Sunday 14 April 2019

Two Wrongs Don't Make a Play, Right? - Comedy Review

What: Two Wrongs Don't Make a Play, Right?
When: 13 - 14 April 2019
Where: Mission Persons, Nicholas Building
Written and performed by: James JG Gordon and Lucy Seale
James JG Gordon and Lucy Seale
Comedy, at its very heart, is a simple beast. All it really requires is juxtaposition and/or hyperbole and an audience who can read those mechanisms. In Two Wrongs Don't Make a Play, Right? Gordon and Seale strip the performance elements bare and instead fill Missing Persons with straight forward sketch comedy of the thinking kind.

Missing Persons itself is not a theatre. It is a multidisciplinary arts space with gallery style track lighting and, for the Comedy Festival, is filled with rows of trestle benches. The stage is the end of the room without any benches. Simple, pared down and evidence that the Festival is so massive any and every available space is needed to house all the comedy flooding the city this month.

Missing Persons is a naked room and what it requires from performers is skill and craft in the ability to make people laugh. Gordon and Seale bring bucket loads of that with their pared back sketch comedy and contagiously energetic stage presence.

Seale is a playwright and Gordon is a sketch comedian (who has to run straight over from The Butterfly Club after his performance in Three Guards on Manus Island). They have been working as a comedy team for a few years now and their simpatico shines through in this night of honest and hilarious comedy.

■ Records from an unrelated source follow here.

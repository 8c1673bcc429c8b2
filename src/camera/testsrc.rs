//! Synthetic video source for development without a camera.

use std::time::Duration;

use tokio::sync::mpsc;
use tokio::time::interval;
use tokio_util::sync::CancellationToken;
use tracing::{debug, info};

use super::{CameraError, VideoSource};
use crate::core::{Frame, PixelFormat};

/// Configuration for the synthetic source.
#[derive(Debug, Clone)]
pub struct TestSourceConfig {
    pub width: u32,
    pub height: u32,
    pub fps: u32,
    pub format: PixelFormat,
}

impl Default for TestSourceConfig {
    fn default() -> Self {
        Self {
            width: 320,
            height: 240,
            fps: 25,
            format: PixelFormat::Rgb24,
        }
    }
}

/// Generates a moving gradient pattern at a fixed rate.
pub struct TestSource {
    config: TestSourceConfig,
    cancel: Option<CancellationToken>,
}

impl TestSource {
    pub fn new(config: TestSourceConfig) -> Self {
        Self {
            config,
            cancel: None,
        }
    }
}

impl VideoSource for TestSource {
    fn start(&mut self) -> Result<mpsc::Receiver<Frame>, CameraError> {
        if self.cancel.is_some() {
            return Err(CameraError::AlreadyStarted);
        }

        let config = self.config.clone();
        let cancel = CancellationToken::new();
        let token = cancel.clone();
        let (tx, rx) = mpsc::channel(config.fps.max(1) as usize);

        tokio::spawn(async move {
            let mut ticker = interval(Duration::from_micros(1_000_000 / config.fps.max(1) as u64));
            let start = tokio::time::Instant::now();
            let mut sequence = 0u64;

            info!(
                "Test video source started: {}x{} @ {}fps",
                config.width, config.height, config.fps
            );

            loop {
                tokio::select! {
                    _ = token.cancelled() => {
                        debug!("Test source cancelled");
                        break;
                    }
                    _ = ticker.tick() => {
                        let frame = pattern_frame(&config, sequence)
                            .with_timestamp(start.elapsed().as_micros() as u64);
                        if tx.send(frame).await.is_err() {
                            info!("Test source receiver dropped");
                            break;
                        }
                        sequence += 1;
                    }
                }
            }

            info!("Test video source stopped after {} frames", sequence);
        });

        self.cancel = Some(cancel);
        Ok(rx)
    }

    fn stop(&mut self) {
        if let Some(cancel) = self.cancel.take() {
            cancel.cancel();
        }
    }
}

impl Drop for TestSource {
    fn drop(&mut self) {
        self.stop();
    }
}

/// Deterministic moving gradient; pixel values depend only on the
/// coordinates and the sequence number.
fn pattern_frame(config: &TestSourceConfig, sequence: u64) -> Frame {
    let bpp = config.format.bytes_per_pixel();
    let mut pixels = vec![0u8; config.width as usize * config.height as usize * bpp];
    let shift = (sequence * 3) as u32;

    for y in 0..config.height {
        for x in 0..config.width {
            let idx = ((y * config.width + x) as usize) * bpp;
            pixels[idx] = ((x + shift) & 0xFF) as u8;
            pixels[idx + 1] = ((y + shift) & 0xFF) as u8;
            pixels[idx + 2] = ((x + y) & 0xFF) as u8;
            if bpp == 4 {
                pixels[idx + 3] = 0xFF;
            }
        }
    }

    Frame::new(config.width, config.height, config.format, pixels.into()).with_sequence(sequence)
}

#[cfg(test)]
mod tests {
    use super::*;

    #[test]
    fn pattern_is_deterministic_per_sequence() {
        let config = TestSourceConfig::default();
        assert_eq!(
            pattern_frame(&config, 4).pixels,
            pattern_frame(&config, 4).pixels
        );
        assert_ne!(
            pattern_frame(&config, 4).pixels,
            pattern_frame(&config, 5).pixels
        );
        assert!(pattern_frame(&config, 0).is_valid());
    }

    #[tokio::test]
    async fn source_delivers_sequenced_frames_until_stopped() {
        let mut source = TestSource::new(TestSourceConfig {
            width: 16,
            height: 16,
            fps: 200,
            format: PixelFormat::Rgb24,
        });
        let mut rx = source.start().unwrap();

        let first = rx.recv().await.unwrap();
        let second = rx.recv().await.unwrap();
        assert_eq!(first.sequence, 0);
        assert_eq!(second.sequence, 1);
        assert!(second.timestamp_us >= first.timestamp_us);

        assert!(matches!(
            source.start().unwrap_err(),
            CameraError::AlreadyStarted
        ));

        source.stop();
        // Channel drains, then closes
        while rx.recv().await.is_some() {}
    }
}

The conceit underlying the show is Gordon and Seale have developed unreconcilable differences within their partnership and are undergoing a legal separation. Due to a Festival administration error and the inability of either of them to adhere to week day custody agreements they find themselves booked in to perform in the same venue at the same time.

They decide to declare detente and perform together for one last time as an alternative to continuing their fued in stage whispered asides but Seale wants to put on a play and Gordon wants to do stand up. The compromise is sketch comedy, but now they have to agree on what the sketches are...

This meta tale is fun but the real comedy gold is in the sketches - both in the detail of each sketch and also in their ability to echo ideas throughout seemingly unrelated scenarios. You won't find much better (or funnier) ideas on how the answer to feminism is global warming. For all you grammar Nazis out there, Bruce the vampire is your soul mate but don't risk splitting an infinitive!

The way to my heart came at the end as Seale talks turkey about The Bard whilst admitting another Henry is on the way to pay the bills. Meanwhile Gordon is complaining about playing Anne because "being a woman sucks".

More often than not the K.I.S.S. principal is the key to success and Gordon and Seale prove the point in Two Wrongs Don't Make a Play, Right? When the content is this good all you need is an audience!

Pro tip: Book on line because there are no door sale tickets.